[Stored data]

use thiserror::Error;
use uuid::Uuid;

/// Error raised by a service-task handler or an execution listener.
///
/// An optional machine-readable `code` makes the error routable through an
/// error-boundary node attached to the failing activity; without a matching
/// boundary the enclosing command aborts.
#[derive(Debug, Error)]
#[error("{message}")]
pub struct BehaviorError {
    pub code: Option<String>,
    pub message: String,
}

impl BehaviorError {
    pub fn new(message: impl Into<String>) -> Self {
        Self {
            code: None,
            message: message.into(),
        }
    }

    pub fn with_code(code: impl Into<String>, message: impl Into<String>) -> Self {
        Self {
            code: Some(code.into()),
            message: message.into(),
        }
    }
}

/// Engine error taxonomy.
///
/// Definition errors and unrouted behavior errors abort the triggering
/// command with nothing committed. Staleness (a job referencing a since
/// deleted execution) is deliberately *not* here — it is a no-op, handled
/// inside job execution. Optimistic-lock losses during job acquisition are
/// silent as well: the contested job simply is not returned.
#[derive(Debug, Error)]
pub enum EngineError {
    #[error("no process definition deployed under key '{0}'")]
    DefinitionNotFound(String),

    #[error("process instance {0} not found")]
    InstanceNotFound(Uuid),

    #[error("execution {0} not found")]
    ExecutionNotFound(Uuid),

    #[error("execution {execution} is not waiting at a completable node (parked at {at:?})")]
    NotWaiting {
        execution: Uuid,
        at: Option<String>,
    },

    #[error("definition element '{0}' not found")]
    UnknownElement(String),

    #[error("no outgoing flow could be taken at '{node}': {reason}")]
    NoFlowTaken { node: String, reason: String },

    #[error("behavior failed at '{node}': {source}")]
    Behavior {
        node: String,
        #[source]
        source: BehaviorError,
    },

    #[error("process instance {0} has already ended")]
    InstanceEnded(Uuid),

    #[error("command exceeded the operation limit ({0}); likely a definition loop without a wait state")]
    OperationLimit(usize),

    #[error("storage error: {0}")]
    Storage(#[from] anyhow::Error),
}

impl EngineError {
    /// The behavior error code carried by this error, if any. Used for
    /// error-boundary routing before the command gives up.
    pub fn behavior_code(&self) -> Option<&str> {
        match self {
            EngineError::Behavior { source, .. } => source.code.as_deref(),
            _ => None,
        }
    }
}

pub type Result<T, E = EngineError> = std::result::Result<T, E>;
---
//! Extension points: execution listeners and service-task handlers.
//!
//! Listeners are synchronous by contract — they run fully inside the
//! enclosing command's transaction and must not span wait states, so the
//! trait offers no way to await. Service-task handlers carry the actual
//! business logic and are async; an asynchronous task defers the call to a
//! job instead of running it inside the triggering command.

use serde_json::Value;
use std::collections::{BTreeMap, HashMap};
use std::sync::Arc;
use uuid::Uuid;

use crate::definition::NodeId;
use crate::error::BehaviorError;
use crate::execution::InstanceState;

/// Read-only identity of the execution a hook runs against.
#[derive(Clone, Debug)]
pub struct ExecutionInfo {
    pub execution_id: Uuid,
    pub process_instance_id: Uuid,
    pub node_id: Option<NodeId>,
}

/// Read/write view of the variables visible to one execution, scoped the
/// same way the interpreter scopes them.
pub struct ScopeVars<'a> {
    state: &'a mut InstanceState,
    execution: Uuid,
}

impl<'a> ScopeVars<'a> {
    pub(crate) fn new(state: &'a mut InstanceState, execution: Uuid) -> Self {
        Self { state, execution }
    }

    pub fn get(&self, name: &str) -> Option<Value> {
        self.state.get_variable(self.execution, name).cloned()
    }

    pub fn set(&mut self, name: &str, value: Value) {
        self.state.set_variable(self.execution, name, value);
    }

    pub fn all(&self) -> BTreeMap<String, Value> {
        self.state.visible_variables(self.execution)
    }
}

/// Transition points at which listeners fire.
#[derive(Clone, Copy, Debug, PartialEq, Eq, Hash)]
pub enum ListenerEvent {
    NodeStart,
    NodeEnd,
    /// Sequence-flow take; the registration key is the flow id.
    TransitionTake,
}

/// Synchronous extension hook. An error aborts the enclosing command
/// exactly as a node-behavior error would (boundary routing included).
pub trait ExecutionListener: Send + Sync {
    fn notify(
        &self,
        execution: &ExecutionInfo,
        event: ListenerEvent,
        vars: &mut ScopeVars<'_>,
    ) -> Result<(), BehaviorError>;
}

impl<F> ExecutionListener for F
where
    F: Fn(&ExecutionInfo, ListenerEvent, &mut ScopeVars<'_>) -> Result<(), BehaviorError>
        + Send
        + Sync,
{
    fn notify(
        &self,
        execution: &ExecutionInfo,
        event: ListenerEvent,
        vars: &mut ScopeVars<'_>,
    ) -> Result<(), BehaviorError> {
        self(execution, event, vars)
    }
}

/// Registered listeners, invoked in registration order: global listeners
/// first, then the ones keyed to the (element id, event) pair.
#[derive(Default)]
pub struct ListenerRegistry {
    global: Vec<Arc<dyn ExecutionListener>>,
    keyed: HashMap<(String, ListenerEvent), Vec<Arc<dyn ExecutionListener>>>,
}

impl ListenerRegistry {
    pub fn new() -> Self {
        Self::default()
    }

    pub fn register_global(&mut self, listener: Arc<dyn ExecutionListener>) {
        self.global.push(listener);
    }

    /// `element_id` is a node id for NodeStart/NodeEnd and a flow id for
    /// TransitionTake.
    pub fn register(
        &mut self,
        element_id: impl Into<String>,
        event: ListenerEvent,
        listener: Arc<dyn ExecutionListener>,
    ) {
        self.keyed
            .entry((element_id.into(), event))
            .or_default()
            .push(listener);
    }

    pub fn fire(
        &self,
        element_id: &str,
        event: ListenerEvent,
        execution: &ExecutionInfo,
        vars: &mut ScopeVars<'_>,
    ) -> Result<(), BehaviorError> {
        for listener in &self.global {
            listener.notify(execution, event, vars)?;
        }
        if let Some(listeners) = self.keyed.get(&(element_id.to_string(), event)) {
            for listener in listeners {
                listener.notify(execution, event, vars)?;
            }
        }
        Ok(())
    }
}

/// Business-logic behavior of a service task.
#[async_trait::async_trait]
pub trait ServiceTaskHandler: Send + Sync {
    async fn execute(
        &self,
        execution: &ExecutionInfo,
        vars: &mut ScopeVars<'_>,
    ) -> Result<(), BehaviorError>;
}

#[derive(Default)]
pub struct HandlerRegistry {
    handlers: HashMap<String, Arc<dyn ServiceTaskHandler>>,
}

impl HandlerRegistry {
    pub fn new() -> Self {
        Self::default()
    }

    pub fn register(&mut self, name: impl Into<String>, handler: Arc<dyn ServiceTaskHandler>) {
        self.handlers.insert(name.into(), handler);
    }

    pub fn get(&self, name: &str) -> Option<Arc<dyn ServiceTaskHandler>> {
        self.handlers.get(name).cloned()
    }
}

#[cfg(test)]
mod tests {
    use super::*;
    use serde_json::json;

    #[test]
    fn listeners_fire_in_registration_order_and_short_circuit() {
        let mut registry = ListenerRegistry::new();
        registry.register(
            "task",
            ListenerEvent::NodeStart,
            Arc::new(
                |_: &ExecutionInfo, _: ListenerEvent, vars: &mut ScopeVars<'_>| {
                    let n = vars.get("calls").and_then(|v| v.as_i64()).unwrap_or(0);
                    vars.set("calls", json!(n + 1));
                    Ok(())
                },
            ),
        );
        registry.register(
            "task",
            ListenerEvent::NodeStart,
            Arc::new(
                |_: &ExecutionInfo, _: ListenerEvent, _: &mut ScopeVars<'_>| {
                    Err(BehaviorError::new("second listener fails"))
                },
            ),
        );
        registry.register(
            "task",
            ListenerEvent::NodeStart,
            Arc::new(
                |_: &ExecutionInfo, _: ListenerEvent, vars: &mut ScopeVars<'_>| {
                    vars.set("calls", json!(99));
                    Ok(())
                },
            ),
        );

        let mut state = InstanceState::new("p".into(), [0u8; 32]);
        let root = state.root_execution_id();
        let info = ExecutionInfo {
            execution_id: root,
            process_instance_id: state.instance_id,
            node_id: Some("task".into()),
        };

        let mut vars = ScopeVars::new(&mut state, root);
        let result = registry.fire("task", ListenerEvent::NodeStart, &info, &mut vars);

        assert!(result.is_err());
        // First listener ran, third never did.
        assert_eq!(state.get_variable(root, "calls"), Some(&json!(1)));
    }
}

■ ACTIVITY ■
After locating the line holding "any. Used for" above, output exactly that line and every line after it through the line holding "pub type Result<T, E". Include nothing else.

■ EXERCISE SOLUTION ■
    /// The behavior error code carried by this error, if any. Used for
    /// error-boundary routing before the command gives up.
    pub fn behavior_code(&self) -> Option<&str> {
        match self {
            EngineError::Behavior { source, .. } => source.code.as_deref(),
            _ => None,
        }
    }
}

pub type Result<T, E = EngineError> = std::result::Result<T, E>;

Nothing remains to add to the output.